Task statement - Filter the data below for the string "branch" and copy each matching line.

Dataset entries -
impl Verbosity {
    fn from_flags(verbose: bool, quiet: bool) -> Self {
        if quiet {
            Verbosity::Quiet
        } else if verbose {
            Verbosity::Verbose
        } else {
            Verbosity::Normal
        }
    }

    fn info(self, msg: &str) {
        if !matches!(self, Verbosity::Quiet) {
            println!("{msg}");
        }
    }

    fn debug(self, msg: &str) {
        if matches!(self, Verbosity::Verbose) {
            println!("[debug] {msg}");
        }
    }

    fn result(self, msg: &str) {
        if !matches!(self, Verbosity::Quiet) {
            println!("{msg}");
        }
    }

    /// Status lines for `run`, kept off stdout so sinks can own it.
    fn status(self, msg: &str) {
        if !matches!(self, Verbosity::Quiet) {
            eprintln!("{msg}");
        }
    }

    /// Default log filter when `RUST_LOG` is unset.
    fn log_filter(self, configured: Option<&str>) -> String {
        match self {
            Verbosity::Quiet => "error".into(),
            Verbosity::Verbose => configured.unwrap_or("debug").into(),
            Verbosity::Normal => configured.unwrap_or("warn").into(),
        }
    }
}

/// A `--set node.key=value` property override.
#[derive(Clone, Debug, PartialEq, Eq)]
struct Assignment {
    node: String,
    key: String,
    value: String,
}

/// Parse `--set` arguments. Property keys never contain dots, so the node
/// name is everything before the last dot.
fn parse_assignment(s: &str) -> Result<Assignment, String> {
    let (target, value) = s
        .split_once('=')
        .ok_or_else(|| format!("expected NODE.KEY=VALUE, got '{s}'"))?;
    let (node, key) = target
        .rsplit_once('.')
        .ok_or_else(|| format!("expected NODE.KEY before '=', got '{target}'"))?;
    if node.is_empty() || key.is_empty() {
        return Err(format!("empty node or key in '{s}'"));
    }
    Ok(Assignment {
        node: node.to_string(),
        key: key.to_string(),
        value: value.to_string(),
    })
}

#[derive(Parser)]
#[command(name = "xylem")]
#[command(about = "Concurrent module pipelines", long_about = None)]
struct Cli {
    /// Verbose output (show debug info)
    #[arg(short, long, global = true)]
    verbose: bool,

    /// Quiet output (only errors)
    #[arg(short, long, global = true)]
    quiet: bool,

    /// Path to config file (default: ~/.config/xylem/config.toml)
    #[arg(long, global = true)]
    config: Option<PathBuf>,

    #[command(subcommand)]
    command: Commands,
}

#[derive(Subcommand)]
enum Commands {
    /// List available modules
    List,

    /// Show a module's ports and properties
    Describe {
        /// Module type id (e.g. source.file)
        module: String,
        /// Print the declaration as JSON
        #[arg(long)]
        json: bool,
    },

    /// Show the module tree a workflow builds
    Show {
        /// Workflow file (YAML, TOML, or JSON)
        workflow: PathBuf,
        /// Print the tree snapshot as JSON
        #[arg(long)]
        json: bool,
    },

    /// Run a workflow file
    Run {
        /// Workflow file (YAML, TOML, or JSON)
        workflow: PathBuf,
        /// Override a property: NODE.KEY=VALUE (NODE is the module name)
        #[arg(long = "set", value_name = "NODE.KEY=VALUE", value_parser = parse_assignment)]
        set: Vec<Assignment>,
        /// Apply a preset to every module of its type
        #[arg(long)]
        preset: Vec<String>,
        /// Bound every pipe to N chunks (default: unbounded)
        #[arg(long, value_name = "N")]
        pipe_capacity: Option<NonZeroUsize>,
    },

    /// Generate shell completions
    Completions {
        /// Shell to generate completions for
        #[arg(value_enum)]
        shell: Shell,
    },

    /// Generate man page
    Manpage,

    /// List available presets
    Presets,
}

fn main() -> Result<()> {
    let cli = Cli::parse();

    // Load config file
    let config = if let Some(ref path) = cli.config {
        Config::load_from_path(Some(path.clone()))
    } else {
        Config::load()
    };

    // Apply config defaults, CLI flags override
    let verbose = cli.verbose || config.defaults.verbose;
    let quiet = cli.quiet || config.defaults.quiet;
    let verbosity = Verbosity::from_flags(verbose, quiet);

    init_logging(verbosity, config.defaults.log_level.as_deref());

    let mut registry = ModuleRegistry::new();
    xylem_modules::register_all(&mut registry);

    match cli.command {
        Commands::List => cmd_list(&registry, verbosity),
        Commands::Describe { module, json } => cmd_describe(&registry, &module, json),
        Commands::Show { workflow, json } => cmd_show(&registry, &workflow, json, verbosity),
        Commands::Run {
            workflow,
            set,
            preset,
            pipe_capacity,
        } => {
            let opts = RunOptions {
                set,
                presets: preset,
                pipe_capacity: pipe_capacity.map(NonZeroUsize::get),
            };
            cmd_run(&registry, &config, &workflow, opts, verbosity)
        }
        Commands::Completions { shell } => {
            let mut cmd = Cli::command();
            generate(shell, &mut cmd, "xylem", &mut std::io::stdout());
            Ok(())
        }
        Commands::Manpage => {
            let cmd = Cli::command();
            let man = clap_mangen::Man::new(cmd);
            man.render(&mut std::io::stdout())?;
            Ok(())
        }
        Commands::Presets => cmd_presets(&config, verbosity),
    }
}

/// Install the tracing subscriber. `RUST_LOG` takes precedence.
fn init_logging(verbosity: Verbosity, configured: Option<&str>) {
    let filter = EnvFilter::try_from_default_env()
        .unwrap_or_else(|_| EnvFilter::new(verbosity.log_filter(configured)));

    // A second init (e.g. in tests) keeps the first subscriber.
    let _ = tracing_subscriber::fmt()
        .with_env_filter(filter)
        .with_writer(std::io::stderr)
        .with_target(false)
        .try_init();
}

fn cmd_list(registry: &ModuleRegistry, v: Verbosity) -> Result<()> {
    v.info("Available modules:\n");

    for (category, decls) in registry.by_category() {
        v.info(category);
        for decl in decls {
            v.info(&format!("  {:<36} {}", decl.id, decl.info.description));
            v.debug(&format!("    inputs:  {}", port_list(&decl.info.inputs)));
            v.debug(&format!("    outputs: {}", port_list(&decl.info.outputs)));
        }
        v.info("");
    }

    v.info(&format!("Total: {} modules", registry.len()));
    Ok(())
}

fn port_list(ports: &[PortInfo]) -> String {
    if ports.is_empty() {
        return "-".into();
    }
    ports
        .iter()
        .map(|p| format!("{} ({})", p.id, kinds(p)))
        .collect::<Vec<_>>()
        .join(", ")
}

fn kinds(port: &PortInfo) -> String {
    port.accepts
        .iter()
        .map(|k| k.as_str())
        .collect::<Vec<_>>()
        .join("|")
}

fn cmd_describe(registry: &ModuleRegistry, id: &str, json: bool) -> Result<()> {
    let Some(decl) = registry.get_decl(id) else {
        bail!("{}", errors::unknown_module_error(id, registry));
    };

    if json {
        println!("{}", serde_json::to_string_pretty(decl)?);
        return Ok(());
    }

    let info = &decl.info;
    println!("{} ({})", decl.id, info.name);
    println!("  category: {}", info.category);
    if !info.description.is_empty() {
        println!("  {}", info.description);
    }

    println!("\nInputs:");
    if info.inputs.is_empty() {
        println!("  (none)");
    }
    for port in &info.inputs {
        println!("  {:<12} [{}] {}", port.id, kinds(port), port.description);
    }

    println!("\nOutputs:");
    if info.outputs.is_empty() {
        println!("  (none)");
    }
    for port in &info.outputs {
        println!("  {:<12} [{}] {}", port.id, kinds(port), port.description);
    }

    println!("\nProperties:");
    for prop in &info.properties {
        let default = match prop.default.as_deref() {
            Some(d) => format!("default: {d:?}"),
            None => "required".into(),
        };
        println!("  {:<24} {} ({})", format!("\"{}\"", prop.key), prop.description, default);
    }

    Ok(())
}

/// Read and parse a workflow file, with friendly errors.
fn load_workflow(path: &Path) -> Result<Workflow> {
    let display = path.to_string_lossy();
    let data = std::fs::read(path)
        .map_err(|e| anyhow::anyhow!(errors::file_read_error(&display, &e)))?;
    Workflow::from_bytes(&data, Some(&*display))
        .with_context(|| format!("Failed to parse workflow '{}'", display))
}

/// Build the tree, turning unknown module ids into suggestions.
fn build_tree(registry: &ModuleRegistry, workflow: &Workflow) -> Result<ModuleTree> {
    match workflow.build(registry) {
        Ok(tree) => Ok(tree),
        Err(WorkflowError::Registry(RegistryError::UnknownModule(id))) => {
            bail!("{}", errors::unknown_module_error(&id, registry))
        }
        Err(e) => Err(e).context("Failed to build module tree"),
    }
}

fn cmd_show(registry: &ModuleRegistry, path: &Path, json: bool, v: Verbosity) -> Result<()> {
    let workflow = load_workflow(path)?;
    let tree = build_tree(registry, &workflow)?;
    let snapshot = tree.snapshot();

    if json {
        println!("{}", serde_json::to_string_pretty(&snapshot)?);
        return Ok(());
    }

    if let Some(ref name) = workflow.name {
        v.info(&format!("Workflow: {}", name));
    }
    if let Some(ref description) = workflow.description {
        v.info(&format!("  {}", description));
    }
    match tree.pipe_capacity() {
        Some(n) => v.debug(&format!("pipe capacity: {} chunks", n)),
        None => v.debug("pipe capacity: unbounded"),
    }

    if let Some(ref root) = snapshot.root {
        let mut lines = Vec::new();
        render_node(root, "", true, true, v, &mut lines);
        for line in lines {
            println!("{line}");
        }
    }

    v.result(&format!("\n{} modules", snapshot.len()));
    Ok(())
}

fn render_node(
    node: &NodeSnapshot,
    prefix: &str,
    last: bool,
    root: bool,
    v: Verbosity,
    out: &mut Vec<String>,
) {
    let (branch, indent) = match (root, last) {
        (true, _) => ("", ""),
        (false, true) => ("└── ", "    "),
        (false, false) => ("├── ", "│   "),
    };

    let link = node
        .connection
        .as_ref()
        .map(|c| format!("  ({} -> {}, {})", c.output, c.input, c.kind))
        .unwrap_or_default();
    out.push(format!(
        "{prefix}{branch}{} [{}]{link}",
        node.module.name, node.module.category
    ));

    let child_prefix = format!("{prefix}{indent}");
    if matches!(v, Verbosity::Verbose) {
        for prop in &node.module.properties {
            if prop.key == xylem::PROPERTY_NAME {
                continue;
            }
            if let Some(ref value) = prop.value {
                out.push(format!("{child_prefix}    · {} = {:?}", prop.key, value));
            }
        }
    }

    for (i, child) in node.children.iter().enumerate() {
        let last = i + 1 == node.children.len();
        render_node(child, &child_prefix, last, false, v, out);
    }
}

struct RunOptions {
    set: Vec<Assignment>,
    presets: Vec<String>,
    /// From `--pipe-capacity`.
    pipe_capacity: Option<usize>,
}

/// Advances a progress bar as module tasks report.
struct ProgressReceiver {
    bar: ProgressBar,
}

impl CallbackReceiver for ProgressReceiver {
    fn receive_callback(&self, result: &Value, source: &TaskInfo, repeat: bool) {
        if repeat {
            self.bar
                .set_message(format!("{}: {}", source.module, result.to_property_string()));
        } else {
            self.bar.inc(1);
            self.bar.set_message(format!("{} done", source.module));
        }
    }

    fn receive_exception(&self, source: &TaskInfo, error: &ModuleError) {
        self.bar.inc(1);
        self.bar.println(format!("{} failed: {}", source.module, error));
    }
}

Problem solution -
    let (branch, indent) = match (root, last) {
        "{prefix}{branch}{} [{}]{link}",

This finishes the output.